Example (normal distribution):

\[\mathcal{L}(\mu, \sigma | \mathbf{x}) = p(\mathbf{x} | \mu, \sigma) = \prod_{i=1}^n \frac{1}{\sigma\sqrt{2\pi}} \exp\left(-\frac{1}{2}\left(\frac{x_i - \mu}{\sigma}^2\right)\right)\]

Probability Model Fitting

Fitting a probability model ⇔ Maximizing Likelihood

We often work with log-likelihoods since \[\operatorname{argmax} \left[\log f(x)\right] = \operatorname{argmax} f(x)\]

and sums and small numbers are more stable.

Code
x = 0:0.1:3
f(x) = abs.(3 - (x-2)^2)
plot(x, f.(x), color=:blue, label=L"$f(x)$", linewidth=3, legend=:bottomright, tickfontsize=16, legendfontsize=16, guidefontsize=18)
plot!(x, log.(f.(x)), color=:red, label=L"$\log f(x))$", linewidth=3)
plot!(size=(500, 400))
Figure 5: Comparing logarithm of a function with the function.

Model Residuals

Model Residuals are the “error” between the model simulations and the data.

\[\underbrace{\mathbf{r}}_{\text{residuals}} = F(\mathbf{x}; \theta) - \underbrace{\mathbf{y}}_{\text{data}}\]

The connection between statistical modeling and simulation modeling is developing a probability model for the residuals.

Statistical Interpretation of RMSE Minimization

Claim: Minimizing the (R)MSE is the same as maximizing likelihood assuming independent and identically-normally-distributed residuals (with known variance).

\[ \begin{gather*} \mathbf{y} = F(\mathbf{x}) - \mathbf{r} \\ r_i \overset{\text{i.i.d.}}{\sim} \mathcal{N}(0, \sigma) \end{gather*} \]

Likelihood of Normal Residuals

Data Probability Model:

\[y_i \sim \mathcal{N}(F(x_i), \sigma)\]

\[\mathcal{L}(\theta | \mathbf{y}; F) = \prod_{i=1}^n \frac{1}{\sqrt{2\pi}} \exp(-\frac{y_i - F(x_i)^2}{2\sigma^2})\]

\[\log \mathcal{L}(\theta | \mathbf{y}; F) = \sum_{i=1}^n \left[\log \frac{1}{\sqrt{2\pi}} - \frac{1}{2\sigma^2}(y_i - F(x_i))^2 \right]\]

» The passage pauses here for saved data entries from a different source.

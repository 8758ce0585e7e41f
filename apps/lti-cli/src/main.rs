use clap::{Parser, Subcommand};
use std::io::{self, Read};
use std::path::{Path, PathBuf};
use std::process::ExitCode;

use lti_app::{AppError, AppResult, EngineConfig, Endpoint, dispatch, load_config};
use serde::Serialize;
use serde_json::{Value, json};
use tracing_subscriber::EnvFilter;

#[derive(Parser)]
#[command(name = "lti-cli")]
#[command(about = "LTI control-system analysis and compensator design", long_about = None)]
struct Cli {
    /// Engine configuration YAML file
    #[arg(long, global = true)]
    config: Option<PathBuf>,
    /// Pretty-print JSON output
    #[arg(long, global = true)]
    pretty: bool,
    #[command(subcommand)]
    command: Commands,
}

#[derive(Subcommand)]
enum Commands {
    /// Run an endpoint on a JSON request body
    Run {
        /// Endpoint path, e.g. analyze_tf or compensation/design_lead_compensator
        endpoint: String,
        /// Request body file; `-` or omitted reads stdin
        #[arg(short, long)]
        input: Option<PathBuf>,
    },
    /// List the available endpoints
    Endpoints,
    /// Time-domain analysis of a transfer function
    Analyze {
        /// Numerator coefficients, highest power first
        #[arg(long, num_args = 1.., allow_negative_numbers = true, required = true)]
        num: Vec<f64>,
        /// Denominator coefficients, highest power first
        #[arg(long, num_args = 1.., allow_negative_numbers = true, required = true)]
        den: Vec<f64>,
    },
    /// Routh-Hurwitz stability range of a characteristic equation
    Routh {
        /// Coefficients, highest power first; numbers or expressions in one variable
        #[arg(required = true, allow_hyphen_values = true)]
        coeffs: Vec<String>,
    },
}

fn main() -> ExitCode {
    // Logs go to stderr so stdout stays valid JSON
    tracing_subscriber::fmt()
        .with_env_filter(EnvFilter::try_from_default_env().unwrap_or_else(|_| EnvFilter::new("warn")))
        .with_writer(io::stderr)
        .init();

    let cli = Cli::parse();
    match run(&cli) {
        Ok(()) => ExitCode::SUCCESS,
        Err(err) => {
            tracing::debug!(error = %err, "request failed");
            let body = err.to_body();
            let text = if cli.pretty {
                serde_json::to_string_pretty(&body)
            } else {
                serde_json::to_string(&body)
            };
            match text {
                Ok(t) => eprintln!("{t}"),
                Err(_) => eprintln!("{err}"),
            }
            ExitCode::FAILURE
        }
    }
}

fn run(cli: &Cli) -> AppResult<()> {
    let config = match &cli.config {
        Some(path) => load_config(path)?,
        None => EngineConfig::default(),
    };

    match &cli.command {
        Commands::Run { endpoint, input } => {
            let body = read_body(input.as_deref())?;
            print_json(&dispatch(endpoint, body, &config)?, cli.pretty)
        }
        Commands::Endpoints => {
            for e in Endpoint::ALL {
                println!("{e}");
            }
            Ok(())
        }
        Commands::Analyze { num, den } => {
            let body = json!({ "numerator": num, "denominator": den });
            print_json(&dispatch("analyze_tf", body, &config)?, cli.pretty)
        }
        Commands::Routh { coeffs } => {
            let body = json!({ "denominator_coeffs": coeffs });
            print_json(
                &dispatch("analyze_stability_range", body, &config)?,
                cli.pretty,
            )
        }
    }
}

fn read_body(input: Option<&Path>) -> AppResult<Value> {
    let text = match input {
        Some(path) if path != Path::new("-") => std::fs::read_to_string(path).map_err(|e| {
            AppError::InvalidInput(format!("cannot read {}: {e}", path.display()))
        })?,
        _ => {
            let mut buf = String::new();
            io::stdin()
                .read_to_string(&mut buf)
                .map_err(|e| AppError::InvalidInput(format!("cannot read stdin: {e}")))?;
            buf
        }
    };
    serde_json::from_str(&text)
        .map_err(|e| AppError::InvalidInput(format!("request body is not valid JSON: {e}")))
}

fn print_json<T: Serialize>(value: &T, pretty: bool) -> AppResult<()> {
    let text = if pretty {
        serde_json::to_string_pretty(value)?
    } else {
        serde_json::to_string(value)?
    };
    println!("{text}");
    Ok(())
}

\[ \begin{align} \log \mathcal{L}(\theta | \mathbf{y}, F) &= \sum_{i=1}^n \left[\log \frac{1}{\sqrt{2\pi}} - \frac{1}{2\sigma^2}(y_i - F(x_i)) ^2 \right] \\ &= n \log \frac{1}{\sqrt{2\pi}} - \frac{1}{2\sigma^2} \sum_{i=1}^n (y_i - F(x_i))^2 \end{align} \]

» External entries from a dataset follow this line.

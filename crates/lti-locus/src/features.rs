//! Structural features of the locus: asymptotes, breakaway/break-in points
//! and imaginary-axis crossings.

use lti_core::{Complex64, Polynomial};
use lti_stability::{RouthOptions, build_routh};
use serde::{Deserialize, Serialize};
use tracing::debug;

use crate::error::LocusResult;
use crate::locus::{Asymptotes, LocusPoint};

/// Candidates with `|Im| <= REAL_TOL * max(1, |s|)` are real.
const REAL_TOL: f64 = 1e-5;
/// Closed-loop roots this close (relative) to the jω axis count as crossings.
const AXIS_TOL: f64 = 1e-5;
/// Reported points are deduplicated on this grid.
const DEDUP_GRID: f64 = 1e-5;

/// Point where a branch meets the imaginary axis, with the gain there.
#[derive(Clone, Copy, Debug, PartialEq, Serialize, Deserialize)]
pub struct AxisCrossing {
    pub x: f64,
    pub y: f64,
    pub k: f64,
}

fn is_real(s: Complex64) -> bool {
    s.im.abs() <= REAL_TOL * s.norm().max(1.0)
}

fn snap(v: f64) -> f64 {
    (v / DEDUP_GRID).round() * DEDUP_GRID + 0.0
}

/// Centroid and angles of the asymptotes; `None` without excess poles.
pub fn asymptotes(zeros: &[Complex64], poles: &[Complex64]) -> Option<Asymptotes> {
    if poles.len() <= zeros.len() {
        return None;
    }
    let excess = poles.len() - zeros.len();
    let sum_p: f64 = poles.iter().map(|p| p.re).sum();
    let sum_z: f64 = zeros.iter().map(|z| z.re).sum();
    let angles = (0..excess)
        .map(|q| (2 * q + 1) as f64 * 180.0 / excess as f64)
        .collect();
    Some(Asymptotes {
        centroid: (sum_p - sum_z) / excess as f64,
        angles,
    })
}

/// Real-axis locus rule: an odd number of real poles and zeros to the right.
fn on_real_segment(x: f64, zeros: &[Complex64], poles: &[Complex64]) -> bool {
    let right = zeros
        .iter()
        .chain(poles)
        .filter(|p| is_real(**p) && p.re > x)
        .count();
    right % 2 == 1
}

/// Breakaway and break-in points: roots of `N·D′ − D·N′` where
/// `K = −D/N` is real and positive.
///
/// Real candidates must also sit on a real-axis segment of the locus.
/// Complex candidates (branches meeting off the axis) are kept when the gain
/// condition holds. Output is deduplicated and sorted by `(x, y)`.
pub fn breakaway_points(
    num: &Polynomial,
    den: &Polynomial,
    zeros: &[Complex64],
    poles: &[Complex64],
) -> LocusResult<Vec<LocusPoint>> {
    let condition = &(num * &den.derivative()) - &(den * &num.derivative());
    if condition.degree() == 0 {
        return Ok(Vec::new());
    }

    let mut points: Vec<LocusPoint> = Vec::new();
    for s in condition.roots()? {
        let n = num.eval_complex(s);
        if n.norm() == 0.0 {
            continue;
        }
        let k = -den.eval_complex(s) / n;
        if !(k.re.is_finite() && k.im.abs() <= REAL_TOL * k.norm().max(1.0) && k.re > 0.0) {
            continue;
        }
        let point = if is_real(s) {
            if !on_real_segment(s.re, zeros, poles) {
                continue;
            }
            LocusPoint::new(snap(s.re), 0.0)
        } else {
            LocusPoint::new(snap(s.re), snap(s.im))
        };
        if !points.contains(&point) {
            points.push(point);
        }
    }
    points.sort_by(|a, b| a.x.total_cmp(&b.x).then(a.y.total_cmp(&b.y)));
    debug!(count = points.len(), "breakaway points");
    Ok(points)
}

/// Gains and frequencies where the locus crosses the imaginary axis.
///
/// The Routh array of `D(s) + K·N(s)` is built with entries polynomial in
/// `K`. Every positive real root of a first-column numerator is a candidate
/// gain; a candidate is kept when the closed-loop polynomial at that gain has
/// a root on the jω axis with `ω > 0`. Both `±ω` are reported, sorted by `y`.
pub fn imaginary_axis_crossings(
    num: &Polynomial,
    den: &Polynomial,
    opts: &RouthOptions,
) -> LocusResult<Vec<AxisCrossing>> {
    let degree = den.degree().max(num.degree());
    let coeffs: Vec<Polynomial> = (0..=degree)
        .rev()
        .map(|p| Polynomial::new(vec![num.coeff_of_power(p), den.coeff_of_power(p)]))
        .collect();
    let array = build_routh(&coeffs, opts)?;

    let mut candidates: Vec<f64> = Vec::new();
    for row in &array.rows {
        let first = row.first();
        if first.degree() == 0 {
            continue;
        }
        for k in first.real_roots()? {
            if k > 0.0
                && k.is_finite()
                && !candidates.iter().any(|c| (c - k).abs() <= 1e-9 * k.max(1.0))
            {
                candidates.push(k);
            }
        }
    }

    let mut crossings: Vec<AxisCrossing> = Vec::new();
    for k in candidates {
        let characteristic = den + &num.scale(k);
        for r in characteristic.roots()? {
            if r.im <= 0.0 || r.re.abs() > AXIS_TOL * r.norm().max(1.0) {
                continue;
            }
            for y in [r.im, -r.im] {
                let c = AxisCrossing {
                    x: 0.0,
                    y: snap(y),
                    k,
                };
                let duplicate = crossings
                    .iter()
                    .any(|o| o.y == c.y && (o.k - k).abs() <= DEDUP_GRID * k.max(1.0));
                if !duplicate {
                    crossings.push(c);
                }
            }
        }
    }
    crossings.sort_by(|a, b| a.y.total_cmp(&b.y).then(a.k.total_cmp(&b.k)));
    debug!(count = crossings.len(), "imaginary-axis crossings");
    Ok(crossings)
}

Ignoring constants (including \(\sigma\)):

\[\log \mathcal{L}(\theta | \mathbf{y}, F) \propto -\sum_{i=1}^n (y_i - F(x_i))^2.\]

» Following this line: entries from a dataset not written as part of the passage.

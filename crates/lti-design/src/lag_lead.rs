//! Lag-lead compensation: a lag stage for the velocity constant, then a lead
//! stage for the phase margin against the lag-compensated loop.

use lti_core::{Polynomial, TransferFunction};
use serde::{Deserialize, Serialize};
use tracing::{debug, info_span};

use crate::error::{DesignError, DesignResult};
use crate::lag::{LagCompensator, check_kv, lag_stage, plant_kv};
use crate::lead::{LeadCompensator, check_phase_margin, lead_stage};
use crate::options::DesignOptions;
use crate::performance::{Design, finish, plant};

#[derive(Clone, Debug, PartialEq, Serialize, Deserialize)]
pub struct LagLeadCompensator {
    /// `None` when the plant already meets the Kv target
    pub lag: Option<LagCompensator>,
    /// `None` when the lag-compensated loop already meets the phase margin
    pub lead: Option<LeadCompensator>,
    /// Combined `Gc(s)` numerator, highest power first
    pub numerator: Vec<f64>,
    pub denominator: Vec<f64>,
    /// Why a stage was skipped
    #[serde(default)]
    pub notes: Vec<String>,
}

impl LagLeadCompensator {
    pub fn transfer_function(&self) -> DesignResult<TransferFunction> {
        Ok(TransferFunction::new(&self.numerator, &self.denominator)?)
    }
}

/// Lag-lead design for a combined Kv and phase-margin target.
///
/// # Errors
///
/// - `InvalidInput` for an invalid plant or targets
/// - `TargetAlreadyMet` when neither stage is needed
/// - `UnreachableDesignTarget` when either stage cannot be realized
pub fn design_lag_lead(
    numerator: &[f64],
    denominator: &[f64],
    desired_phase_margin: f64,
    desired_kv: f64,
    opts: &DesignOptions,
) -> DesignResult<Design<LagLeadCompensator>> {
    let _span = info_span!("design_lag_lead", desired_phase_margin, desired_kv).entered();
    check_phase_margin(desired_phase_margin)?;
    check_kv(desired_kv)?;
    let g = plant(numerator, denominator)?;
    let kv = plant_kv(&g)?;

    let mut notes = Vec::new();
    let mut warnings = Vec::new();

    let lag = if desired_kv <= kv * (1.0 + 1e-9) {
        notes.push(format!(
            "lag stage skipped: plant Kv {kv:.4} already meets the desired {desired_kv:.4}"
        ));
        None
    } else {
        let (lag, warning) = lag_stage(&g, desired_kv / kv, opts)?;
        warnings.extend(warning);
        Some(lag)
    };

    let after_lag = match &lag {
        Some(l) => l.transfer_function()?.series(&g),
        None => g.clone(),
    };

    let lead = match lead_stage(&after_lag, desired_phase_margin, opts) {
        Ok(lead) => Some(lead),
        Err(DesignError::TargetAlreadyMet { what }) => {
            notes.push(format!("lead stage skipped: {what}"));
            None
        }
        Err(e) => return Err(e),
    };

    if lag.is_none() && lead.is_none() {
        return Err(DesignError::TargetAlreadyMet {
            what: notes.join("; "),
        });
    }

    let mut num = Polynomial::constant(1.0);
    let mut den = Polynomial::constant(1.0);
    if let Some(l) = &lag {
        num = &num * &Polynomial::new(l.numerator.clone());
        den = &den * &Polynomial::new(l.denominator.clone());
    }
    if let Some(l) = &lead {
        num = &num * &Polynomial::new(l.numerator.clone());
        den = &den * &Polynomial::new(l.denominator.clone());
    }
    debug!(
        lag = lag.is_some(),
        lead = lead.is_some(),
        order = den.degree(),
        "lag-lead stages combined"
    );

    let compensator = LagLeadCompensator {
        lag,
        lead,
        numerator: num.coeffs().to_vec(),
        denominator: den.coeffs().to_vec(),
        notes,
    };
    let compensated = compensator.transfer_function()?.series(&g);
    finish(
        "Lag-Lead compensator designed successfully.",
        compensator,
        &g,
        &compensated,
        warnings,
        opts,
    )
}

Maximizing \(f(x)\) is equivalent to minimizing \(-f(x)\):

\[ - \log \mathcal{L}(\theta | \mathbf{y}, F) \propto \sum_{i=1}^n (y_i - F(x_i))^2 = \text{MSE} \]

Key Points

Key Points

  • Goal of model-based data analysis: Gain insights into data or underlying system through model simulations.
  • Requires developing probability model for data or residuals.
  • Fitting a model as maximum likelihood estimation.
  • Can develop more complex models (autocorrelated residuals, non-normal errors) but these may not result in “standard” error metrics.

Upcoming Schedule

Next Class(es)

Wednesday: Bayesian statistics and probability models

Next Week: Exploratory data analysis

Assessments

Friday: HW1 and Exercise 1 due by 9pm.